Tan’s leadership was demonstrated in governance and advisory appointments as a Board member of Gallery 4A (now 4A Centre for Contemporary Asian Art, 1997–2007), Museum of Contemporary Art, Sydney, artist advisory group member (2004–2006), and Board member of Wollongong Art Gallery (2006–2008).
If curated exhibitions were primarily for the benefit of general audiences, then the luncheons hosted by Laurens and Vivian [Vidulich] at their home in the Illawarra were more personal offerings to their community.

Perhaps hundreds of artists, curators, writers, collectors and interesting people from all walks of life were invited by them to convivial gatherings over decades that brought people together and forged many friendships.
The writers’ personal reflections
Pedro de Almeida: “I first met Laurens at Campbelltown Arts Centre in 2005 when his work was awarded the Fisher’s Ghost Art Award. Just who is this man with Le Corbusier-style specs and shock of white spiky hair? Over the years I got to know Laurens and his partner Vivian better, as they attended pretty much every exhibition opening I would turn up to and we fell into conversation, such was their unmatched dedication to friends and their shows – it seemed they were friends with everyone.
“Later, when I worked at 4A Centre for Contemporary Asian Art I was pleased to learn of the massive contribution Laurens made there as a foundational Board member and discover some slides in the archive of early fundraisers over Chinatown banquets, Laurens and Vivian captured in high spirits with (gulp) a special performance by Kamahl!
“Befitting a man who lived large across three continents, I was never that surprised when I would discover some little ‘secrets’ about Laurens, such as the fact that he was a world class blackjack player, known and respected on the Vegas circuit, or that he was an avid collector of vintage Japanese toys. Yes, Laurens’ contribution to Australian art was significant, but more than anything, Laurens and Vivian represented for me the standard bearers of what a love for art and each other could be.”
Gina Fairley: “Similarly, I fondly remember Laurens stepping off a plane in San Francisco, US, and heading straight to the gallery where I was working, with the familiar greeting, ‘Hey Gina, can I use your fax machine?’ We all said ‘yes’ to Laurens. He had a tireless energy for the next project, the new connection, the beckoning frontier – and it was totally infectious.
“Some 26 years later, I was excited to be plotting to connect with Laurens in Las Vegas on another bold project, embracing new frontiers in art and technology. In his signature way, he was a master at pulling things off.
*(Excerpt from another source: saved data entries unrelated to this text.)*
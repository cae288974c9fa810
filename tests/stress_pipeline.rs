//! End-to-end stress runs against real shell programs.

use std::fs;
use std::path::{Path, PathBuf};
use std::sync::Arc;
use std::time::Duration;

use stressjudge::config::{CodeTemplate, Config, DefaultNaming};
use stressjudge::console::{Console, MemorySink};
use stressjudge::runner::{Role, SystemRunner};
use stressjudge::{RunOutcome, StressRequest, StressTester};

fn shell_config() -> Config {
    Config {
        templates: vec![CodeTemplate {
            alias: "sh".to_string(),
            lang: "POSIX shell".to_string(),
            suffix: vec!["sh".to_string()],
            before_script: String::new(),
            script: "sh $%path%$$%full%$".to_string(),
            after_script: String::new(),
        }],
        default_naming: DefaultNaming {
            solve: "$%task%$.sh".to_string(),
            brute: "$%task%$-brute.sh".to_string(),
            generator: "$%task%$-gen.sh".to_string(),
            test_in: "$%task%$GenTest$%test%$.in".to_string(),
        },
        workers: 10,
    }
}

/// Write the three programs of task `A` into a fresh directory
fn task_dir(generator: &str, brute: &str, solve: &str) -> tempfile::TempDir {
    let dir = tempfile::tempdir().unwrap();
    fs::write(dir.path().join("A-gen.sh"), generator).unwrap();
    fs::write(dir.path().join("A-brute.sh"), brute).unwrap();
    fs::write(dir.path().join("A.sh"), solve).unwrap();
    dir
}

fn tester(dir: &Path, workers: usize) -> StressTester {
    let request = StressRequest {
        workers: Some(workers),
        base_dir: dir.to_path_buf(),
        ..StressRequest::new("A")
    };
    StressTester::new(shell_config(), request, Arc::new(SystemRunner))
}

fn saved_inputs(dir: &Path) -> Vec<PathBuf> {
    fs::read_dir(dir)
        .unwrap()
        .map(|e| e.unwrap().path())
        .filter(|p| p.extension().is_some_and(|e| e == "in"))
        .collect()
}

#[tokio::test(flavor = "multi_thread", worker_threads = 4)]
async fn test_matching_programs_run_until_interrupted() {
    let dir = task_dir("cat; echo\n", "cat\n", "cat\n");
    let sink = MemorySink::new();

    let result = tokio::time::timeout(
        Duration::from_millis(1500),
        tester(dir.path(), 4).run(Console::memory(sink.clone())),
    )
    .await;

    assert!(result.is_err(), "a run without counterexample must not finish");
    let output = sink.contents();
    assert!(output.contains("Test #1: OK"));
    assert!(!output.contains("WRONG ANSWER"));
    assert!(!output.contains("FINISHED"));
    assert!(saved_inputs(dir.path()).is_empty());
}

#[tokio::test]
async fn test_mismatch_stops_at_first_test() {
    let dir = task_dir("cat\n", "echo ok\n", "echo ko\n");
    let sink = MemorySink::new();

    let report = tester(dir.path(), 1)
        .run(Console::memory(sink.clone()))
        .await
        .unwrap();

    match report.outcome {
        RunOutcome::Counterexample {
            test_id,
            input_path,
        } => {
            assert_eq!(test_id, 1);
            let input_path = input_path.unwrap();
            assert_eq!(input_path, dir.path().join("AGenTest1.in"));
            assert_eq!(fs::read_to_string(input_path).unwrap(), "1");
        }
        other => panic!("unexpected outcome: {other:?}"),
    }
    assert_eq!(report.tests_passed, 0);

    let output = sink.contents();
    assert!(output.starts_with("Test #1: WRONG ANSWER\nexpected: ok\nfound:    ko\n"));
    assert!(output.ends_with("----FINISHED----\n"));
}

#[tokio::test(flavor = "multi_thread", worker_threads = 4)]
async fn test_parallel_mismatch_reports_once() {
    let dir = task_dir("cat\n", "echo ok\n", "echo ko\n");
    let sink = MemorySink::new();

    let report = tester(dir.path(), 10)
        .run(Console::memory(sink.clone()))
        .await
        .unwrap();

    assert_eq!(sink.contents().matches("WRONG ANSWER").count(), 1);
    assert_eq!(saved_inputs(dir.path()).len(), 1);
    match report.outcome {
        RunOutcome::Counterexample { test_id, .. } => assert!((1..=10).contains(&test_id)),
        other => panic!("unexpected outcome: {other:?}"),
    }
}

#[tokio::test]
async fn test_generator_failure_stops_pool() {
    let dir = task_dir("echo broken >&2; exit 3\n", "cat\n", "cat\n");
    let sink = MemorySink::new();

    let report = tester(dir.path(), 3)
        .run(Console::memory(sink.clone()))
        .await
        .unwrap();

    match report.outcome {
        RunOutcome::PipelineFailure(e) => {
            assert_eq!(e.role, Role::Generator);
            assert!(e.to_string().contains("exited with code 3\nbroken"));
        }
        other => panic!("unexpected outcome: {other:?}"),
    }
    assert_eq!(sink.contents().matches("generator failed").count(), 1);
    assert!(saved_inputs(dir.path()).is_empty());
}

#[tokio::test]
async fn test_crashing_solve_is_reported_with_role() {
    let dir = task_dir("cat\n", "cat\n", "read n; [ \"$n\" -lt 3 ] && echo $n || exit 1\n");
    let sink = MemorySink::new();

    let report = tester(dir.path(), 1)
        .run(Console::memory(sink.clone()))
        .await
        .unwrap();

    assert_eq!(report.tests_passed, 2);
    match report.outcome {
        RunOutcome::PipelineFailure(e) => {
            assert_eq!(e.role, Role::Solve);
            assert_eq!(e.test_id, 3);
        }
        other => panic!("unexpected outcome: {other:?}"),
    }
}

#[tokio::test]
async fn test_missing_program_fails_before_start() {
    let dir = task_dir("cat\n", "cat\n", "cat\n");
    fs::remove_file(dir.path().join("A-brute.sh")).unwrap();

    let err = tester(dir.path(), 2)
        .run(Console::memory(MemorySink::new()))
        .await
        .unwrap_err();

    assert!(err.is_pre_run());
    assert!(err.to_string().contains("A-brute.sh"));
}

#[tokio::test]
async fn test_programs_run_relative_to_base_dir() {
    let dir = task_dir("cat\n", "echo ok\n", "echo ko\n");
    let mut config = shell_config();
    config.templates[0].before_script = "test -f $%full%$".to_string();
    config.templates[0].script = "sh $%full%$".to_string();
    let request = StressRequest {
        workers: Some(1),
        base_dir: dir.path().to_path_buf(),
        ..StressRequest::new("A")
    };

    let report = StressTester::new(config, request, Arc::new(SystemRunner))
        .run(Console::memory(MemorySink::new()))
        .await
        .unwrap();

    match report.outcome {
        RunOutcome::Counterexample { test_id, input_path } => {
            assert_eq!(test_id, 1);
            assert_eq!(input_path, Some(dir.path().join("AGenTest1.in")));
        }
        other => panic!("unexpected outcome: {other:?}"),
    }
}

#[tokio::test(flavor = "multi_thread", worker_threads = 4)]
async fn test_cleanup_runs_after_cancelled_run() {
    let dir = task_dir("cat; echo\n", "cat\n", "cat\n");
    let mut config = shell_config();
    config.templates[0].after_script = "touch $%file%$.cleaned".to_string();
    let request = StressRequest {
        workers: Some(2),
        base_dir: dir.path().to_path_buf(),
        ..StressRequest::new("A")
    };
    let sink = MemorySink::new();
    let mut console = Console::memory(sink.clone());

    let prepared = StressTester::new(config, request, Arc::new(SystemRunner))
        .prepare(&mut console)
        .await
        .unwrap();
    let cancelled = tokio::time::timeout(
        Duration::from_millis(500),
        prepared.execute(console),
    )
    .await;
    assert!(cancelled.is_err());
    prepared.cleanup().await;

    for stem in ["A", "A-brute", "A-gen"] {
        assert!(dir.path().join(format!("{stem}.cleaned")).exists(), "{stem} not cleaned up");
    }
    assert!(!sink.contents().contains("FINISHED"));
}

#[tokio::test]
async fn test_cleanup_runs_after_finished_run() {
    let dir = task_dir("cat\n", "echo ok\n", "echo ko\n");
    let mut config = shell_config();
    config.templates[0].after_script = "touch $%file%$.cleaned".to_string();
    let request = StressRequest {
        workers: Some(1),
        base_dir: dir.path().to_path_buf(),
        ..StressRequest::new("A")
    };

    let report = StressTester::new(config, request, Arc::new(SystemRunner))
        .run(Console::memory(MemorySink::new()))
        .await
        .unwrap();

    assert!(matches!(report.outcome, RunOutcome::Counterexample { .. }));
    for stem in ["A", "A-brute", "A-gen"] {
        assert!(dir.path().join(format!("{stem}.cleaned")).exists());
    }
}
That tenacity – that laugh, never sitting still – you will be missed my many, Laurens.”
A tale of three cities
Despite working in Beijing and Las Vegas, two cities that could not be more different in their historical myths and present-day social realties, Tan never looked more at home then when hosting friends with wine and oysters on the balcony of his and Vivian’s home overlooking the Pacific Ocean.
Since the mid-2000s Tan lived and worked across three bases where he kept homes and studios: Wollongong, Las Vegas and Beijing.
Laurens Tan (7 August 1950 – 20 January 2025) is survived by his wife Vivian, children Jacinda and Michael, and siblings Charlotte and John.